#### DATA EXTRACTS:
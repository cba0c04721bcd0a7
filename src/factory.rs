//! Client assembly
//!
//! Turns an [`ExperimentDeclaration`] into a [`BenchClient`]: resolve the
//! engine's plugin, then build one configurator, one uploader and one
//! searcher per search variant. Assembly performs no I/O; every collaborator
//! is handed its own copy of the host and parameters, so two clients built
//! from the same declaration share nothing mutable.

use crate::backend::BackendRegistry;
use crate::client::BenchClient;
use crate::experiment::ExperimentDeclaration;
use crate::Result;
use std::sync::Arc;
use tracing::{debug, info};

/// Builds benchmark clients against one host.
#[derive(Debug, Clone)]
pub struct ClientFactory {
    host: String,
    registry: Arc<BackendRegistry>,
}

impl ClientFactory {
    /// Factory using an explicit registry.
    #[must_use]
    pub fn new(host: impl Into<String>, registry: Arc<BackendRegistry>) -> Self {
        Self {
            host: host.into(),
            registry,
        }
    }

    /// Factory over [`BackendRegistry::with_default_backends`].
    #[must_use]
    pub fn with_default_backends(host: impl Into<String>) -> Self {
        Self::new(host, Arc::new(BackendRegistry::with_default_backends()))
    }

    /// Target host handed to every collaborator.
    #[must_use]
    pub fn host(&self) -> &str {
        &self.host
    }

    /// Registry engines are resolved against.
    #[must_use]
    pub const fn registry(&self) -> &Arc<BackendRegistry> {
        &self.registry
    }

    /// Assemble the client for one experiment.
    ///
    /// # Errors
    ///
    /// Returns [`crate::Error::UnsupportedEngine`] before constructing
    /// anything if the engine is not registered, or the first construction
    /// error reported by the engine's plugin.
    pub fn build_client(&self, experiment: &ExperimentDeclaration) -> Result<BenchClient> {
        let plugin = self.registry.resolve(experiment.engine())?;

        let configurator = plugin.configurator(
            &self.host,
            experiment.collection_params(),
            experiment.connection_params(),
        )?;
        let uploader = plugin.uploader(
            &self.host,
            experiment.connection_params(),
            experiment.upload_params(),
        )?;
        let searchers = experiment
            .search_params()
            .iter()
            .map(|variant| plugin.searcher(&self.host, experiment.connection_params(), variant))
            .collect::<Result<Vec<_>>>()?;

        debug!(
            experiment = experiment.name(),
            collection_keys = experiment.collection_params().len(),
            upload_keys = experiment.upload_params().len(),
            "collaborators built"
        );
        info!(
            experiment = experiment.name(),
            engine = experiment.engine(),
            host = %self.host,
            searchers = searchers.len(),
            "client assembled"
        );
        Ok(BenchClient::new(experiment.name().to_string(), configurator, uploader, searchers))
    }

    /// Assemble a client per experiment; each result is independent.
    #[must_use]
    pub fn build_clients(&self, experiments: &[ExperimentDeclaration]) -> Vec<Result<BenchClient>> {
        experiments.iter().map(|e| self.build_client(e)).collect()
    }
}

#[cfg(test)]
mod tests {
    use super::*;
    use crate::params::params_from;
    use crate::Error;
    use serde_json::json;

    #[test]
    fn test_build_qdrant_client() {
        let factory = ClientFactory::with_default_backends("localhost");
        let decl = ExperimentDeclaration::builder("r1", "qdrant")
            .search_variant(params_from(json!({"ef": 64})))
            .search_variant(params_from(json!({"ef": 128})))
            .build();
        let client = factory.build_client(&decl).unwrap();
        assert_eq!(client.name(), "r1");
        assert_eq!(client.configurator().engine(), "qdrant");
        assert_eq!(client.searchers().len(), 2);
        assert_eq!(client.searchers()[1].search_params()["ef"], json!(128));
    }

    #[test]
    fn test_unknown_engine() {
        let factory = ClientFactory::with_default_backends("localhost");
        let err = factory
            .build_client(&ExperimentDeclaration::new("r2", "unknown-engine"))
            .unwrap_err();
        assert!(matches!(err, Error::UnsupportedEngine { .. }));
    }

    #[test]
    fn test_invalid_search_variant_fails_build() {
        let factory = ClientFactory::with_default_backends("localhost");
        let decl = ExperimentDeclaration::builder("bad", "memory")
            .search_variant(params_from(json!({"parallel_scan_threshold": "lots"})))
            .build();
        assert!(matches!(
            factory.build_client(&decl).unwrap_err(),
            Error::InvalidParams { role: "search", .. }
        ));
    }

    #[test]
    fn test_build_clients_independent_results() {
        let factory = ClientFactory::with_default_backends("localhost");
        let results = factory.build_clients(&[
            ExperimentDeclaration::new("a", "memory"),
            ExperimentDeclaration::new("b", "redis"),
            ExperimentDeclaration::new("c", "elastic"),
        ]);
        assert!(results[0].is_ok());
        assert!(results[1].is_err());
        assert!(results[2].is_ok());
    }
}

--

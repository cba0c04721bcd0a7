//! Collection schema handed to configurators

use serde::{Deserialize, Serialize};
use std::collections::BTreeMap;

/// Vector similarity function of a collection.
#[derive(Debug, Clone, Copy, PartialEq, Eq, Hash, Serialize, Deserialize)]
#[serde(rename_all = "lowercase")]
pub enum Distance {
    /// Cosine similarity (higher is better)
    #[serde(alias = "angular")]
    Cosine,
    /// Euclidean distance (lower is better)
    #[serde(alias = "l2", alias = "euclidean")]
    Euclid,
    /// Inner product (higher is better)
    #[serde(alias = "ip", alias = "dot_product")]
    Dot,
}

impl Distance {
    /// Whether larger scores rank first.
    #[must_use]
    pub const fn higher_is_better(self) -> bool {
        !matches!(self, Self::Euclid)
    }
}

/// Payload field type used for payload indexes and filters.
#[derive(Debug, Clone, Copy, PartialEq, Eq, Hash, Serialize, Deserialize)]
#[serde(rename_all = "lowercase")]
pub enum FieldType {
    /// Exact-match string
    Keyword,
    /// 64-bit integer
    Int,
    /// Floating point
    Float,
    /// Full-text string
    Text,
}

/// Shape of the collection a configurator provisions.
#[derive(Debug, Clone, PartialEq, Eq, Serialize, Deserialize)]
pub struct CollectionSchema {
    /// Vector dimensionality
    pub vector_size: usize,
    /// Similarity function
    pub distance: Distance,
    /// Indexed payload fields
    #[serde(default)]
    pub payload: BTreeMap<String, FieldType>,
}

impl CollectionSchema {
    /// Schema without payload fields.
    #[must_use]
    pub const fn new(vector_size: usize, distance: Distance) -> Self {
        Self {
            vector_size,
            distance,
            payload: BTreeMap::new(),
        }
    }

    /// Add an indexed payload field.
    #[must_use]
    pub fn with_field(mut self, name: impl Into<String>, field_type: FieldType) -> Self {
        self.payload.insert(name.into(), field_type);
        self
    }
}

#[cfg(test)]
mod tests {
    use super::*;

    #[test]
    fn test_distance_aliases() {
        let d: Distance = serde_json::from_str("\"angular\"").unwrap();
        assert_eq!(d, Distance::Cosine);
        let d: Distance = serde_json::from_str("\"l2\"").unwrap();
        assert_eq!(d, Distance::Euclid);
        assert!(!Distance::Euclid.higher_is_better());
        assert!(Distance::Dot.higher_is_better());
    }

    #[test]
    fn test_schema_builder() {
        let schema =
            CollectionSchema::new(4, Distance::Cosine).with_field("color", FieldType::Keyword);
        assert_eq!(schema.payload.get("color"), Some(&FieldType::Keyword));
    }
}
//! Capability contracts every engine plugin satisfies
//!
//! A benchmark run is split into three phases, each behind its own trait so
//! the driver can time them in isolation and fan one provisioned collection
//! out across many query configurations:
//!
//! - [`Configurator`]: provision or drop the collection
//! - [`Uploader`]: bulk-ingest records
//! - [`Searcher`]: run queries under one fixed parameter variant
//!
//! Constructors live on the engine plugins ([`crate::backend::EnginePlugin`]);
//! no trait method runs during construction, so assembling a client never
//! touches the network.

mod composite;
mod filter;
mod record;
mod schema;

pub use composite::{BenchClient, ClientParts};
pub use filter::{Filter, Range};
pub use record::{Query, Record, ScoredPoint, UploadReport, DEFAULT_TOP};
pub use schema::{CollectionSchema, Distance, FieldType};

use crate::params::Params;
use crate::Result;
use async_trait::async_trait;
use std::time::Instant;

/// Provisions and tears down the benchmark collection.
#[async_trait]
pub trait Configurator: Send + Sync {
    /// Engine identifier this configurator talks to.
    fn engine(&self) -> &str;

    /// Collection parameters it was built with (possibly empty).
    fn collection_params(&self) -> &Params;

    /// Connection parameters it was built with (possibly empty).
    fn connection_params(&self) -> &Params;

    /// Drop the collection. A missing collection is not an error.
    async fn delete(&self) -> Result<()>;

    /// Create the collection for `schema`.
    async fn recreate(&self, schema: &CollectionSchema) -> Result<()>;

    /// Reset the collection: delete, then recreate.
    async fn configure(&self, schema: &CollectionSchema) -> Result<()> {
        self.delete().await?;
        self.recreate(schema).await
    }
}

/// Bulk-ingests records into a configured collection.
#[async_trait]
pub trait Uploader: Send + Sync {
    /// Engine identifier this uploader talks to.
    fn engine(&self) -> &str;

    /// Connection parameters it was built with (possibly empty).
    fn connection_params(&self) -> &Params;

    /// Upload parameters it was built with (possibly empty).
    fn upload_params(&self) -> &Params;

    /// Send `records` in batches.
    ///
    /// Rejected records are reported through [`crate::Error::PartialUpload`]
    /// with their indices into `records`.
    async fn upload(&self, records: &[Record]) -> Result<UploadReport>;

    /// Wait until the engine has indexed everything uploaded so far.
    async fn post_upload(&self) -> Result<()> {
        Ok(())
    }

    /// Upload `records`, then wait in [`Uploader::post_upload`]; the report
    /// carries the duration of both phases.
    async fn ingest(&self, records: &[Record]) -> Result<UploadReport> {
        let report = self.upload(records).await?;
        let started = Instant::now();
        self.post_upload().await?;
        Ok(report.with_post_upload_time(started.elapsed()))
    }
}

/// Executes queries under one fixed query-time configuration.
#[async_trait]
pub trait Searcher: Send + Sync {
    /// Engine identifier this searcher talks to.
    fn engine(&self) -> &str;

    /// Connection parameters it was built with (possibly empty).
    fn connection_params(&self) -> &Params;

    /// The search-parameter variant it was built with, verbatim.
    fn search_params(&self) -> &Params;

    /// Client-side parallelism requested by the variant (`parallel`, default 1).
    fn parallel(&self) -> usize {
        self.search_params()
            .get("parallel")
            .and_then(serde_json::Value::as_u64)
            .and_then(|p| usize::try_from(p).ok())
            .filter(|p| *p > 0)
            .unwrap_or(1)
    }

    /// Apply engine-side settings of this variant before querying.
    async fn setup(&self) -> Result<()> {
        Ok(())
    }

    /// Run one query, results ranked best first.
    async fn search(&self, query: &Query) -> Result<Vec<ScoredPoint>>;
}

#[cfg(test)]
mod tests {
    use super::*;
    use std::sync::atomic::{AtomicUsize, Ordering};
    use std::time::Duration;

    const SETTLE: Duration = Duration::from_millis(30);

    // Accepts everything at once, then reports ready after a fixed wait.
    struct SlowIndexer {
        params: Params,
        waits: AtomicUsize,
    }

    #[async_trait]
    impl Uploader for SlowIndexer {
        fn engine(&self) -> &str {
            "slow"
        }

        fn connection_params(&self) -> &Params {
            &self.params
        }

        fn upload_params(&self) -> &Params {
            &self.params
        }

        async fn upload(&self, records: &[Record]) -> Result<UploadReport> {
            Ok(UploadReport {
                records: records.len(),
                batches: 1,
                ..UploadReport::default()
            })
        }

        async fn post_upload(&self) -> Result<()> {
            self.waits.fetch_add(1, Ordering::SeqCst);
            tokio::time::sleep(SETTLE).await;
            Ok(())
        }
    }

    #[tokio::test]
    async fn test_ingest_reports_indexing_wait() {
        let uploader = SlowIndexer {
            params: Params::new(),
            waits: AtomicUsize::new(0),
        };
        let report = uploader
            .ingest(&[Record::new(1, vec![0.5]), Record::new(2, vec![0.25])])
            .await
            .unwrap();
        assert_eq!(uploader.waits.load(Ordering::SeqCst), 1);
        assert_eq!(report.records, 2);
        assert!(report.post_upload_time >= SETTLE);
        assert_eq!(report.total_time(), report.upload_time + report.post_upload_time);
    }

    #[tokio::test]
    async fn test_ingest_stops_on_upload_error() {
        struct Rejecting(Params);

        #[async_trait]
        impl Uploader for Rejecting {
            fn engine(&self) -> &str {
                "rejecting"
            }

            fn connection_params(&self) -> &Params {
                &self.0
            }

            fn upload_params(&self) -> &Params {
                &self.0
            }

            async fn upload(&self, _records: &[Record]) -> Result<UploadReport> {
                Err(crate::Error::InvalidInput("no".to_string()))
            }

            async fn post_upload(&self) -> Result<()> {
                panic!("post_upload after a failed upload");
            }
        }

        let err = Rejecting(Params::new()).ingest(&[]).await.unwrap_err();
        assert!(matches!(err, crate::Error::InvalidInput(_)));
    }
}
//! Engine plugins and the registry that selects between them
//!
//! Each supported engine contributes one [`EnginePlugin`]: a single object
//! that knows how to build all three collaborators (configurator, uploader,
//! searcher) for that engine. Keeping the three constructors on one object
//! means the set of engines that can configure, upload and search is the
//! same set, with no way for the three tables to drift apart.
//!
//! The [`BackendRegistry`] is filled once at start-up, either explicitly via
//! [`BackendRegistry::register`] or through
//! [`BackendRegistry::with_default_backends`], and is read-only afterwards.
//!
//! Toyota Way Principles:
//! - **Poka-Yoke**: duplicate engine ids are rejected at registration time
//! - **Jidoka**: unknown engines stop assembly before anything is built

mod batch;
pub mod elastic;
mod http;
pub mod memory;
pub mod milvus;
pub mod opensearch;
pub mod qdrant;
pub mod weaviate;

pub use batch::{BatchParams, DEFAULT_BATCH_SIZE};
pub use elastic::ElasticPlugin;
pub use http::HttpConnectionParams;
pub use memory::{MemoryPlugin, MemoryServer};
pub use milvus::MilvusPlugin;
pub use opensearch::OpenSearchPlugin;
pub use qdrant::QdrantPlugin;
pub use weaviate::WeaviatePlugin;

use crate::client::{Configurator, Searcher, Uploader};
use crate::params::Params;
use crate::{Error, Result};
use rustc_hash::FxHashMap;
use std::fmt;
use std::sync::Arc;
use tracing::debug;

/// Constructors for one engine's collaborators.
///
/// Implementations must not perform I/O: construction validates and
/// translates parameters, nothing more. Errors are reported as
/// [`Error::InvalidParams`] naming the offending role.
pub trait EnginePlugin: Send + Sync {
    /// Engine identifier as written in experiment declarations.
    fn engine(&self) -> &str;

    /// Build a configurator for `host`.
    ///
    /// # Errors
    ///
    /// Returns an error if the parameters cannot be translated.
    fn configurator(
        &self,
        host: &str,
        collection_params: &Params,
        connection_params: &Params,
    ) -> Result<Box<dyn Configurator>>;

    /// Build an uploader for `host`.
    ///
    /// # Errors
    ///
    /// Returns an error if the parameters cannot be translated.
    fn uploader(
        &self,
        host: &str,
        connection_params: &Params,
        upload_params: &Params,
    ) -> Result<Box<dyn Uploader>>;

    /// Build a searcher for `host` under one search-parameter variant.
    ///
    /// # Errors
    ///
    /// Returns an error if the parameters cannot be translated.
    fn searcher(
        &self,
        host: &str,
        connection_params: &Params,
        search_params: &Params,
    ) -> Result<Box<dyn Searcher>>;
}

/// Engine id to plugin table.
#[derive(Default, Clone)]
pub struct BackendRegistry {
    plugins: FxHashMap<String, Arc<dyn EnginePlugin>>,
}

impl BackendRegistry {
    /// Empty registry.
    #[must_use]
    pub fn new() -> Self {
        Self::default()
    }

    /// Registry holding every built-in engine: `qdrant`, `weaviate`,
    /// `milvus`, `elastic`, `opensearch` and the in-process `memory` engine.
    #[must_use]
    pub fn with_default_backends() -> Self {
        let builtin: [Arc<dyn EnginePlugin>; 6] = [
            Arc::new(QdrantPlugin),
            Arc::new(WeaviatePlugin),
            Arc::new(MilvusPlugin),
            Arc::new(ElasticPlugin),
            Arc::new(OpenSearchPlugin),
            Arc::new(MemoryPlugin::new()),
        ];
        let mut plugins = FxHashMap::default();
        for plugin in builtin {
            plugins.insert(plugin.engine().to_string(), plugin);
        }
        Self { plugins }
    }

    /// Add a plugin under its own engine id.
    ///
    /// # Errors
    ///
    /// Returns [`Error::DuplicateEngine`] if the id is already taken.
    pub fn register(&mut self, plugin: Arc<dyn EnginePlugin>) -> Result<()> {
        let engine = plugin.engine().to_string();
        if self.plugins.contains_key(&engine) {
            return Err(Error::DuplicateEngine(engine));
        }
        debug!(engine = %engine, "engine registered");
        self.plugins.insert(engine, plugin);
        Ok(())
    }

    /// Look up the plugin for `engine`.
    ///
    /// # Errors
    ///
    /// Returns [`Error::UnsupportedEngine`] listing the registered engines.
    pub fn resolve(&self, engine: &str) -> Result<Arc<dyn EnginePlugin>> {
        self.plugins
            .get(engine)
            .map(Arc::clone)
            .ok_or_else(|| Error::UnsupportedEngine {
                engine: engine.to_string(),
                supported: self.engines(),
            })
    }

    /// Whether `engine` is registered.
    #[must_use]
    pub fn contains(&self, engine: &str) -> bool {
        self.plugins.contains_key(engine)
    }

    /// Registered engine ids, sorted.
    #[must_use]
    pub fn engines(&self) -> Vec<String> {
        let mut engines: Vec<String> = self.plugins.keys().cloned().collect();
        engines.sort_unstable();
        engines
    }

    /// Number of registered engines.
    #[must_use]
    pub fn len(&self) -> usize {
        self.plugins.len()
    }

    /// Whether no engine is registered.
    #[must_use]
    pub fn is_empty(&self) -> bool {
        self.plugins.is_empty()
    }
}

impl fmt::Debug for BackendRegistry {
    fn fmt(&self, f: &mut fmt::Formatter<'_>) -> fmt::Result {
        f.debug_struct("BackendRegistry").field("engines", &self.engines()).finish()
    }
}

#### PROBLEM DETAILS:
Which lines of the records above hold the word "searchers"? Copy each of them.

#### EXERCISE ANSWER:
        let searchers = experiment
            searchers = searchers.len(),
        Ok(BenchClient::new(experiment.name().to_string(), configurator, uploader, searchers))
        assert_eq!(client.searchers().len(), 2);
        assert_eq!(client.searchers()[1].search_params()["ef"], json!(128));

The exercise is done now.